Materials and methods

Participants and paradigm description

One session of resting-state fMRI data was collected from 28 healthy and 28 schizophrenic patients. Participants gave written, informed, Hartford hospital and Yale IRB approved consent at the Institute of Living and were compensated for their participation. Schizophrenia was diagnosed according to the DSM-IV TR criteria on the basis of a structured clinical interview (SCID) (First et al., 1995) administered by a research nurse and review of the medical file. Exclusion criteria included any participants with auditory or visual impairment, mental retardation (full scale IQ < 70), traumatic brain injury with loss of consciousness greater than 15 min, presence or history of any central neurological illness and a positive urine pregnancy test. Participants were also excluded if they met criteria for alcohol or drug dependence within the past 6 months or produced a positive (assessed by urine toxicology screen on the day of scanning). Although patients were slightly older than controls (SZ age = 39.7 ± 10.1; HC age = 36.5 ± 11.3), the difference was not statistically significant (two sample t-test p-value: 0.27). All but three patients and one control were right handed. Healthy participants were free of any DSM-IV TR Axis I disorder (SCID) or psychotropic medication and had no first-degree relatives with a psychotic illness.

Image acquisition

Scans were acquired at the Olin Neuropsychiatry Research Center at the Institute of Living/Hartford Hospital on a Siemens Allegra 3T dedicated head scanner equipped with 40 mT/m gradients and a standard quadrature head coil. The transaxial functional scans were acquired using gradient-echo echo-planar-imaging with the following parameters (repeat time (TR) = 1.50 s, echo time (TE) = 27 ms, field of view = 24 cm, acquisition matrix = 64 × 64, flip angle = 70°, voxel size = 3.75 × 3.75 × 4 mm3, slice thickness = 4 mm, gap = 1 mm, 29 slices, ascending acquisition). Six “dummy” scans were performed at the beginning to allow for longitudinal equilibrium, after which the paradigm was automatically triggered to start by the scanner. The resting state scan consisted of one 5 min run.

Proposed approach

The block diagram in Figure 1 shows our approach. We divided the data into separate training (16 healthy subjects + 16 patients) and testing (12 healthy subjects + 12 patients) randomly. The raw fMRI data was first preprocessed. Then the training data were analyzed with group ICA. Subject specific SMs and time-courses were computed using back reconstruction. Next, FNC analysis was performed on the subject specific ICA time-courses. FNC was calculated between each pair of selected components.
Figure 1

The proposed approach. The pink blocks on the top show the feature extraction steps. The statistical analysis box (green) is not part of the classification approach. The light green blocks describe the classification stage. Orange clouds indicate the corresponding figures and tables in the Results section.

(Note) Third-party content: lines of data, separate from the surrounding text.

// src/services/reply_service.rs

use sqlx::PgPool;

use crate::{
    common::error::AppError,
    db::{CrudRepository, ReplyRepository},
    models::{
        auth::{Claims, User},
        feedback::Feedback,
        reply::Reply,
        EntityId,
    },
    services::authorization::{can_reply, Actor, AuthorizationPolicy, FeedbackOwnership},
};

#[derive(Clone)]
pub struct ReplyService {
    repo: ReplyRepository,
    feedbacks: CrudRepository<Feedback>,
    users: CrudRepository<User>,
    policy: AuthorizationPolicy,
    pool: PgPool,
}

impl ReplyService {
    pub fn new(pool: PgPool, policy: AuthorizationPolicy) -> Self {
        Self {
            repo: ReplyRepository::new(pool.clone()),
            feedbacks: CrudRepository::new(pool.clone()),
            users: CrudRepository::new(pool.clone()),
            policy,
            pool,
        }
    }

    pub async fn list_for_feedback(&self, feedback_id: EntityId) -> Result<Vec<Reply>, AppError> {
        self.feedbacks.get(&self.pool, feedback_id).await?;
        self.repo.list_by_feedback(feedback_id).await
    }

    pub async fn create(
        &self,
        claims: &Claims,
        feedback_id: EntityId,
        title: &str,
        description: &str,
    ) -> Result<Reply, AppError> {
        let mut tx = self.pool.begin().await?;

        let feedback = self.feedbacks.lock_by_id(&mut *tx, feedback_id).await?;

        // A empresa de quem responde vem do cadastro, não do token.
        // Token de usuário que já não existe é tratado como inválido.
        let author = self
            .users
            .find_by_id(&mut *tx, claims.user_id)
            .await?
            .ok_or(AppError::InvalidToken)?;

        let actor = Actor::from(&author);
        if !can_reply(&actor, &FeedbackOwnership::from(&feedback), &self.policy) {
            tracing::warn!(
                "⛔ Usuário {} sem permissão para responder o feedback {}.",
                author.id,
                feedback.id
            );
            return Err(AppError::Forbidden);
        }

        let reply = self
            .repo
            .create(&mut *tx, feedback.id, author.id, title, description)
            .await?;

        tx.commit().await?;
        Ok(reply)
    }
}

#[cfg(test)]
mod tests {
    use super::*;
    use crate::{
        common::error::Resource,
        db::{FeedbackFields, UserFields},
        models::{catalog::{Category, CategoryPayload}, company::{Company, CompanyPayload}},
    };

    struct Fixture {
        service: ReplyService,
        author: User,
        staff: User,
        outsider: User,
        admin: User,
        feedback: Feedback,
    }

    async fn user(pool: &PgPool, email: &str, company_id: Option<EntityId>) -> Result<User, AppError> {
        CrudRepository::<User>::new(pool.clone())
            .create(
                pool,
                &UserFields { email: email.into(), password_hash: "x".into(), company_id },
            )
            .await
    }

    async fn fixture(pool: &PgPool, policy: AuthorizationPolicy) -> Result<Fixture, AppError> {
        let companies = CrudRepository::<Company>::new(pool.clone());
        let target = companies
            .create(pool, &CompanyPayload { name: "Alvo".into(), email: "a@a.com".into(), cnpj: "1".into() })
            .await?;
        let other = companies
            .create(pool, &CompanyPayload { name: "Outra".into(), email: "o@o.com".into(), cnpj: "2".into() })
            .await?;
        let category = CrudRepository::<Category>::new(pool.clone())
            .create(pool, &CategoryPayload { type_category: "Bug".into(), color_category: "#F00".into() })
            .await?;

        let author = user(pool, "autor@x.com", Some(other.id)).await?;
        let staff = user(pool, "staff@alvo.com", Some(target.id)).await?;
        let outsider = user(pool, "fora@x.com", Some(other.id)).await?;
        let admin = user(pool, "admin@echobox.app", Some(1)).await?;

        let feedback = CrudRepository::<Feedback>::new(pool.clone())
            .create(
                pool,
                &FeedbackFields {
                    title: "t".into(),
                    description: "d".into(),
                    user_id: author.id,
                    company_id: target.id,
                    category_id: category.id,
                    status_id: 1,
                },
            )
            .await?;

        Ok(Fixture {
            service: ReplyService::new(pool.clone(), policy),
            author,
            staff,
            outsider,
            admin,
            feedback,
        })
    }

    fn claims_for(user: &User, company_id: Option<EntityId>) -> Claims {
        Claims { user_id: user.id, email: user.email.clone(), company_id, exp: 0, iat: 0 }
    }

    #[sqlx::test]
    #[ignore = "requer PostgreSQL (DATABASE_URL)"]
    async fn replies_are_listed_oldest_first(pool: PgPool) -> Result<(), AppError> {
        let f = fixture(&pool, AuthorizationPolicy::default()).await?;
        let author = claims_for(&f.author, f.author.company_id);
        let staff = claims_for(&f.staff, f.staff.company_id);

        let r1 = f.service.create(&author, f.feedback.id, "1", "primeira").await?;
        let r2 = f.service.create(&staff, f.feedback.id, "2", "segunda").await?;
        let r3 = f.service.create(&author, f.feedback.id, "3", "terceira").await?;

        let ids: Vec<_> = f
            .service
            .list_for_feedback(f.feedback.id)
            .await?
            .into_iter()
            .map(|r| r.id)
            .collect();
        assert_eq!(ids, vec![r1.id, r2.id, r3.id]);
        assert_eq!(r2.author_email, "staff@alvo.com");

        assert!(matches!(
            f.service.list_for_feedback(9999).await,
            Err(AppError::NotFound(Resource::Feedback))
        ));
        Ok(())
    }

    #[sqlx::test]
    #[ignore = "requer PostgreSQL (DATABASE_URL)"]
    async fn company_claim_in_token_is_not_trusted(pool: PgPool) -> Result<(), AppError> {
        let f = fixture(&pool, AuthorizationPolicy::default()).await?;

        // O token diz "empresa alvo", mas o cadastro diz outra coisa
        let forged = claims_for(&f.outsider, Some(f.feedback.company_id));

        assert!(matches!(
            f.service.create(&forged, f.feedback.id, "t", "d").await,
            Err(AppError::Forbidden)
        ));
        Ok(())
    }

    #[sqlx::test]
    #[ignore = "requer PostgreSQL (DATABASE_URL)"]
    async fn admin_replies_only_when_enabled(pool: PgPool) -> Result<(), AppError> {
        let f = fixture(&pool, AuthorizationPolicy::default()).await?;
        let admin = claims_for(&f.admin, Some(1));

        assert!(matches!(
            f.service.create(&admin, f.feedback.id, "t", "d").await,
            Err(AppError::Forbidden)
        ));

        let permissive = ReplyService::new(
            pool.clone(),
            AuthorizationPolicy { admin_may_reply: true, ..Default::default() },
        );
        permissive.create(&admin, f.feedback.id, "t", "d").await?;
        Ok(())
    }
}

The proposed approach. The pink blocks on the top show the feature extraction steps. The statistical analysis box (green) is not part of the classification approach. The light green blocks describe the classification stage. Orange clouds indicate the corresponding figures and tables in the Results section. Several classifiers were trained using the training data and were evaluate using the testing data. Leave-one-out cross validation (LOOCV) inside the training set was used to select the hyperparameters for the classifiers. The optimum parameters for relevant classifiers were selected based on the averaged validation error over 32 validation iterations. In the testing phase, a separate ICA was performed on the testing dataset and the extracted brain networks where matched with those of training ICA based on maximum Pearson correlation coefficient. Finally, performances of trained classifiers were evaluated using the testing features. As a supplementary study, the FNC features were statistically analyzed within each group of subjects using one sample t-tests and between groups using two-sample t-tests on the training dataset. Statistical test within each group test the null hypothesis that each feature has a mean of zero. Features surviving the test have non-zero mean which is statistically significant (which tells us there is a significant correlation between the pair of components). Two sample t-tests between groups test the null hypothesis that corresponding FNC features in the two groups (controls and patients) have the same mean. Features surviving this test are the ones significantly (from a statistical point of view) different between control and patient groups (and tell us that the correlation between the pair of components is greater in one group compared to the other group). Note that these results are presented for descriptive purposes but were not used for feature selection or at all in the classification process. Each of the blocks in Figure 1 is described in more details in the following subsections.

Preprocessing

Data were preprocessed using SPM5 software (http://fil.ion.ucl.ac.uk), motion corrected, spatially normalized into standard MNI space and slightly subsampled to voxel size 3 × 3 × 3 mm3, resulting in 53 × 63 × 46 voxels. Next, spatial smoothing with a 10 × 10 × 10 mm3 FWHM Gaussian kernel was performed.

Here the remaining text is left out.